Age is another factor that has impact on development of hypopituitarism. Younger individuals are more vulnerable to radiation damage [3] . The progression of the hypopituitarism is also influenced by prior compromise of hypothalamic-pituitary neuronal integrity such as underlying pituitary tumor or previous surgery [2, 3] . Lam et al studied 28 patients undergoing radiotherapy for nasopharyngeal carcinoma with normal prior pituitary function [5] . At five years, GH, gonadotrophins, ACTH and TSH axes remained normal in 36.5%, 69%, 73% and 85% respectively.
Clinical features
The clinical manifestations of hypopituitarism are variable and often insidious in onset. They are also dependent on the degree of hormonal deficiency. It can be subclinical, indicated only by measurement of hormones, or its clinical onset might be acute or severe.

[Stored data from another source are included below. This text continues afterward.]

//! Moving execution off the I/O task.

use std::panic::AssertUnwindSafe;
use std::sync::Arc;

use futures::FutureExt;
use tokio::runtime::Handle;
use tokio::sync::Semaphore;

use super::{fail, finish};
use crate::error::PipelineError;
use crate::handler::{BoxFuture, Context, Decorator, Handler, HandlerResult};

/// Something that runs detached tasks.
pub trait Executor: Send + Sync + 'static {
    fn execute(&self, task: BoxFuture<'static, ()>);
}

impl Executor for Handle {
    fn execute(&self, task: BoxFuture<'static, ()>) {
        self.spawn(task);
    }
}

/// Runs tasks on a runtime with a cap on how many run at once.
///
/// Tasks past the cap wait for a slot inside their spawned task, so
/// `execute` never blocks.
#[derive(Clone)]
pub struct BoundedExecutor {
    handle: Handle,
    permits: Arc<Semaphore>,
}

impl BoundedExecutor {
    pub fn new(handle: Handle, max_tasks: usize) -> Self {
        Self {
            handle,
            permits: Arc::new(Semaphore::new(max_tasks.max(1))),
        }
    }

    /// Bounded executor on the current runtime.
    ///
    /// # Panics
    ///
    /// Panics when called outside a tokio runtime.
    pub fn current(max_tasks: usize) -> Self {
        Self::new(Handle::current(), max_tasks)
    }

    /// Free slots.
    pub fn available(&self) -> usize {
        self.permits.available_permits()
    }
}

impl Executor for BoundedExecutor {
    fn execute(&self, task: BoxFuture<'static, ()>) {
        let permits = self.permits.clone();
        self.handle.spawn(async move {
            let Ok(_permit) = permits.acquire_owned().await else {
                return;
            };
            task.await;
        });
    }
}

/// Run `next` to completion as a detached task.
///
/// Failures and panics that escape `next` go to the error path.
pub(crate) async fn run_detached(next: Arc<dyn Handler>, ctx: Context) {
    let outcome = AssertUnwindSafe(async { next.call(ctx.clone()).await })
        .catch_unwind()
        .await;
    match outcome {
        Ok(Ok(reply)) => {
            finish(&ctx, reply).await;
        }
        Ok(Err(e)) => fail(&ctx, e).await,
        Err(panic) => fail(&ctx, PipelineError::from_panic(panic)).await,
    }
}

/// Runs the wrapped chain on an [`Executor`] and returns immediately.
pub struct DispatchHandler {
    executor: Arc<dyn Executor>,
    next: Arc<dyn Handler>,
}

impl DispatchHandler {
    pub fn new(executor: Arc<dyn Executor>, next: Arc<dyn Handler>) -> Self {
        Self { executor, next }
    }
}

impl Handler for DispatchHandler {
    fn call(&self, ctx: Context) -> BoxFuture<'static, HandlerResult> {
        let reply = ctx.dispatch(
            self.executor.as_ref(),
            run_detached(self.next.clone(), ctx.clone()),
        );
        Box::pin(async move { Ok(reply) })
    }
}

/// Marks a route as blocking, so the router runs it on its worker
/// executor. The chain itself is left unchanged.
#[derive(Debug, Clone, Copy, Default)]
pub struct WorkerMarker;

impl Decorator for WorkerMarker {
    fn apply(&self, next: Arc<dyn Handler>) -> Arc<dyn Handler> {
        next
    }

    fn name(&self) -> &'static str {
        "worker"
    }

    fn non_blocking(&self) -> Option<bool> {
        Some(false)
    }
}

#[cfg(test)]
mod tests {
    use super::*;
    use crate::handler::{Reply, Route};
    use std::time::Duration;
    use tokio::io::{duplex, AsyncReadExt};

    #[tokio::test]
    async fn test_dispatch_returns_detached_and_completes() {
        let route = Route::builder("slow", |_ctx: Context| async {
            tokio::time::sleep(Duration::from_millis(10)).await;
            Ok("done")
        })
        .dispatch(Arc::new(Handle::current()))
        .build();
        let (client, mut server) = duplex(1024);
        let ctx = Context::builder(Arc::new(route)).body(client).build();

        let reply = ctx.route().handler().call(ctx.clone()).await.unwrap();
        assert!(matches!(reply, Reply::Detached));
        assert!(ctx.is_detached());

        let mut body = Vec::new();
        server.read_to_end(&mut body).await.unwrap();
        assert_eq!(body, b"done");
    }

    #[tokio::test]
    async fn test_dispatched_panic_is_reported() {
        let route = Route::builder("panics", |_ctx: Context| async {
            if true {
                panic!("worker blew up");
            }
            Ok("never")
        })
        .dispatch(Arc::new(BoundedExecutor::current(2)))
        .build();
        let (client, mut server) = duplex(1024);
        let ctx = Context::builder(Arc::new(route)).body(client).build();

        ctx.route().handler().call(ctx.clone()).await.unwrap();

        let mut body = Vec::new();
        server.read_to_end(&mut body).await.unwrap();
        let body: serde_json::Value = serde_json::from_slice(&body).unwrap();
        assert_eq!(body["status"], 500);
        assert_eq!(ctx.status(), 500);
    }

    #[tokio::test]
    async fn test_bounded_executor_limits_concurrency() {
        let executor = BoundedExecutor::current(1);
        let (tx, mut rx) = tokio::sync::mpsc::unbounded_channel();
        let gate = Arc::new(tokio::sync::Notify::new());

        for i in 0..2 {
            let tx = tx.clone();
            let gate = gate.clone();
            executor.execute(Box::pin(async move {
                tx.send(("start", i)).unwrap();
                gate.notified().await;
                tx.send(("end", i)).unwrap();
            }));
        }

        let first = rx.recv().await.unwrap();
        assert_eq!(first.0, "start");
        tokio::time::sleep(Duration::from_millis(20)).await;
        assert!(rx.try_recv().is_err(), "second task started early");
        assert_eq!(executor.available(), 0);

        gate.notify_one();
        assert_eq!(rx.recv().await.unwrap(), ("end", first.1));
        assert_eq!(rx.recv().await.unwrap().0, "start");
        gate.notify_one();
        assert_eq!(rx.recv().await.unwrap().0, "end");
    }
}
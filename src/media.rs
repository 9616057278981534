//! Media types.
//!
//! Only what the pipeline needs: parsing a `type/subtype; params` string,
//! deciding whether a response is JSON (for stream framing), and guessing a
//! type from a file extension (for attachments).

use std::borrow::Cow;
use std::fmt;
use std::path::Path;
use std::str::FromStr;

use crate::error::PipelineError;

/// A media type such as `application/json; charset=utf-8`.
#[derive(Debug, Clone, PartialEq, Eq)]
pub struct MediaType {
    value: Cow<'static, str>,
}

impl MediaType {
    pub const JSON: MediaType = MediaType::from_static("application/json");
    pub const TEXT: MediaType = MediaType::from_static("text/plain");
    pub const HTML: MediaType = MediaType::from_static("text/html");
    pub const OCTET_STREAM: MediaType = MediaType::from_static("application/octet-stream");
    pub const MSGPACK: MediaType = MediaType::from_static("application/msgpack");
    pub const EVENT_STREAM: MediaType = MediaType::from_static("text/event-stream");
    pub const NDJSON: MediaType = MediaType::from_static("application/x-ndjson");

    /// Create from a static string (no validation).
    pub const fn from_static(value: &'static str) -> Self {
        Self {
            value: Cow::Borrowed(value),
        }
    }

    /// Parse a media type, rejecting values without a `/`.
    pub fn parse(value: &str) -> Result<Self, PipelineError> {
        let trimmed = value.trim();
        let essence = trimmed.split(';').next().unwrap_or("").trim();
        match essence.split_once('/') {
            Some((t, s)) if !t.is_empty() && !s.is_empty() => Ok(Self {
                value: Cow::Owned(trimmed.to_string()),
            }),
            _ => Err(PipelineError::status(
                415,
                format!("invalid media type: {value}"),
            )),
        }
    }

    /// Full value including parameters.
    pub fn as_str(&self) -> &str {
        &self.value
    }

    /// `type/subtype` without parameters.
    pub fn essence(&self) -> &str {
        self.value.split(';').next().unwrap_or("").trim()
    }

    /// Value of a parameter such as `charset`.
    pub fn param(&self, name: &str) -> Option<&str> {
        self.value.split(';').skip(1).find_map(|p| {
            let (k, v) = p.split_once('=')?;
            k.trim()
                .eq_ignore_ascii_case(name)
                .then(|| v.trim().trim_matches('"'))
        })
    }

    /// True for `application/json` and any `+json` structured suffix.
    pub fn is_json(&self) -> bool {
        let essence = self.essence();
        essence.eq_ignore_ascii_case("application/json")
            || essence
                .rsplit_once('+')
                .is_some_and(|(_, suffix)| suffix.eq_ignore_ascii_case("json"))
    }

    pub fn is_text(&self) -> bool {
        self.essence()
            .get(..5)
            .is_some_and(|p| p.eq_ignore_ascii_case("text/"))
    }

    /// Guess a media type from a file extension, defaulting to
    /// `application/octet-stream`.
    pub fn for_path(path: &Path) -> MediaType {
        let ext = path
            .extension()
            .and_then(|e| e.to_str())
            .map(|e| e.to_ascii_lowercase());
        match ext.as_deref() {
            Some("json") => MediaType::JSON,
            Some("txt") | Some("log") => MediaType::TEXT,
            Some("html") | Some("htm") => MediaType::HTML,
            Some("css") => MediaType::from_static("text/css"),
            Some("js") | Some("mjs") => MediaType::from_static("text/javascript"),
            Some("csv") => MediaType::from_static("text/csv"),
            Some("xml") => MediaType::from_static("application/xml"),
            Some("pdf") => MediaType::from_static("application/pdf"),
            Some("zip") => MediaType::from_static("application/zip"),
            Some("png") => MediaType::from_static("image/png"),
            Some("jpg") | Some("jpeg") => MediaType::from_static("image/jpeg"),
            Some("gif") => MediaType::from_static("image/gif"),
            Some("svg") => MediaType::from_static("image/svg+xml"),
            Some("msgpack") => MediaType::MSGPACK,
            _ => MediaType::OCTET_STREAM,
        }
    }
}

impl fmt::Display for MediaType {
    fn fmt(&self, f: &mut fmt::Formatter<'_>) -> fmt::Result {
        f.write_str(&self.value)
    }
}

impl FromStr for MediaType {
    type Err = PipelineError;

    fn from_str(s: &str) -> Result<Self, Self::Err> {
        MediaType::parse(s)
    }
}

#[cfg(test)]
mod tests {
    use super::*;

    #[test]
    fn test_json_detection() {
        assert!(MediaType::JSON.is_json());
        assert!(MediaType::parse("application/json; charset=utf-8")
            .unwrap()
            .is_json());
        assert!(MediaType::parse("application/problem+json")
            .unwrap()
            .is_json());
        assert!(!MediaType::TEXT.is_json());
        assert!(!MediaType::NDJSON.is_json());
    }

    #[test]
    fn test_essence_and_params() {
        let mt = MediaType::parse("text/plain; charset=\"utf-8\"").unwrap();
        assert_eq!(mt.essence(), "text/plain");
        assert_eq!(mt.param("charset"), Some("utf-8"));
        assert_eq!(mt.param("boundary"), None);
        assert!(mt.is_text());
    }

    #[test]
    fn test_parse_rejects_garbage() {
        assert!(MediaType::parse("json").is_err());
        assert!(MediaType::parse("/json").is_err());
        assert!("application/json".parse::<MediaType>().is_ok());
    }

    #[test]
    fn test_for_path() {
        assert_eq!(MediaType::for_path(Path::new("a/report.PDF")).essence(), "application/pdf");
        assert_eq!(MediaType::for_path(Path::new("data.json")), MediaType::JSON);
        assert_eq!(MediaType::for_path(Path::new("noext")), MediaType::OCTET_STREAM);
    }
}
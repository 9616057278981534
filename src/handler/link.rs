//! Composition records.
//!
//! A route's effective handler is built by wrapping the user handler one
//! layer at a time. Each layer is recorded as a [`Link`] holding the
//! handler it produced and the link it wraps, so the chain can be walked
//! with plain field access (`next()`, `innermost()`).

use std::fmt;
use std::sync::Arc;

use super::Handler;

/// A handler decorator: `Handler -> Handler`.
pub trait Decorator: Send + Sync + 'static {
    /// Wrap `next`.
    fn apply(&self, next: Arc<dyn Handler>) -> Arc<dyn Handler>;

    /// Name recorded on the link, for introspection.
    fn name(&self) -> &'static str {
        "decorator"
    }

    /// Whether the decorated route can run on the I/O thread.
    ///
    /// `None` leaves the route's setting alone.
    fn non_blocking(&self) -> Option<bool> {
        None
    }
}

impl<F> Decorator for F
where
    F: Fn(Arc<dyn Handler>) -> Arc<dyn Handler> + Send + Sync + 'static,
{
    fn apply(&self, next: Arc<dyn Handler>) -> Arc<dyn Handler> {
        self(next)
    }
}

/// One layer of a composed handler.
#[derive(Clone)]
pub struct Link {
    name: &'static str,
    handler: Arc<dyn Handler>,
    next: Option<Arc<Link>>,
}

impl Link {
    /// Innermost link, holding the user handler.
    pub fn new(name: &'static str, handler: Arc<dyn Handler>) -> Self {
        Self {
            name,
            handler,
            next: None,
        }
    }

    /// Add an outer layer built from this link's handler.
    pub fn wrap<F>(self, name: &'static str, layer: F) -> Link
    where
        F: FnOnce(Arc<dyn Handler>) -> Arc<dyn Handler>,
    {
        let handler = layer(self.handler.clone());
        Link {
            name,
            handler,
            next: Some(Arc::new(self)),
        }
    }

    #[inline]
    pub fn name(&self) -> &'static str {
        self.name
    }

    /// The handler this layer exposes.
    #[inline]
    pub fn handler(&self) -> &Arc<dyn Handler> {
        &self.handler
    }

    /// The layer this one wraps.
    #[inline]
    pub fn next(&self) -> Option<&Link> {
        self.next.as_deref()
    }

    /// The user handler at the bottom of the chain.
    pub fn innermost(&self) -> &Link {
        let mut link = self;
        while let Some(next) = link.next() {
            link = next;
        }
        link
    }

    /// Walk from this layer inwards.
    pub fn iter(&self) -> impl Iterator<Item = &Link> {
        std::iter::successors(Some(self), |link| link.next())
    }

    /// Layer names, outermost first.
    pub fn names(&self) -> Vec<&'static str> {
        self.iter().map(Link::name).collect()
    }
}

impl fmt::Debug for Link {
    fn fmt(&self, f: &mut fmt::Formatter<'_>) -> fmt::Result {
        f.debug_list().entries(self.names()).finish()
    }
}

#[cfg(test)]
mod tests {
    use super::*;
    use crate::handler::{handler_fn, Context, Reply};

    fn user() -> Arc<dyn Handler> {
        Arc::new(handler_fn(|_ctx: Context| async { Ok(Reply::Empty) }))
    }

    #[test]
    fn test_wrap_records_next() {
        let inner = user();
        let link = Link::new("handler", inner.clone())
            .wrap("a", |next| next)
            .wrap("b", |next| next);

        assert_eq!(link.names(), vec!["b", "a", "handler"]);
        assert_eq!(link.next().map(Link::name), Some("a"));
        assert!(Arc::ptr_eq(link.innermost().handler(), &inner));
    }

    #[test]
    fn test_next_is_exact_wrapped_handler() {
        let inner = user();
        let wrapper = user();
        let wrapper_clone = wrapper.clone();
        let link = Link::new("handler", inner.clone()).wrap("outer", move |_| wrapper_clone);

        assert!(Arc::ptr_eq(link.handler(), &wrapper));
        assert!(Arc::ptr_eq(link.next().unwrap().handler(), &inner));
    }

    #[test]
    fn test_closure_decorator() {
        let decorator = |next: Arc<dyn Handler>| next;
        assert_eq!(Decorator::name(&decorator), "decorator");
        assert_eq!(decorator.non_blocking(), None);

        let inner = user();
        assert!(Arc::ptr_eq(&decorator.apply(inner.clone()), &inner));
    }
}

Table 1 Symptoms of hypopituitarism
Diagnostic Test
In principle, a combination of low peripheral and inappropriately low pituitary hormones indicates hypopituitarism. Thus, as an initial investigation, basal serum hormones should be measured. However, basal concentrations alone might not be distinctive owing to pulsatile, circadian or situational secretion of some hormones. Dynamic stimulation tests are indicated in equivocal basal hormone levels or to diagnose partial hormonal deficiencies. Every dynamic test has its specific limitations and the test of choice depends on the local experience and practical considerations.
ACTH deficiency
ACTH and cortisol secretion follow a diurnal rhythm, with highest levels in the early morning and lowest concentration around midnight. A morning cortisol value below 100 nmol/l is indicative of hypothalamic-pituitary-adrenal (HPA) axis insufficiency, whereas HPA insufficiency can be excluded if the morning serum cortisol is above 500nmol/l [6] .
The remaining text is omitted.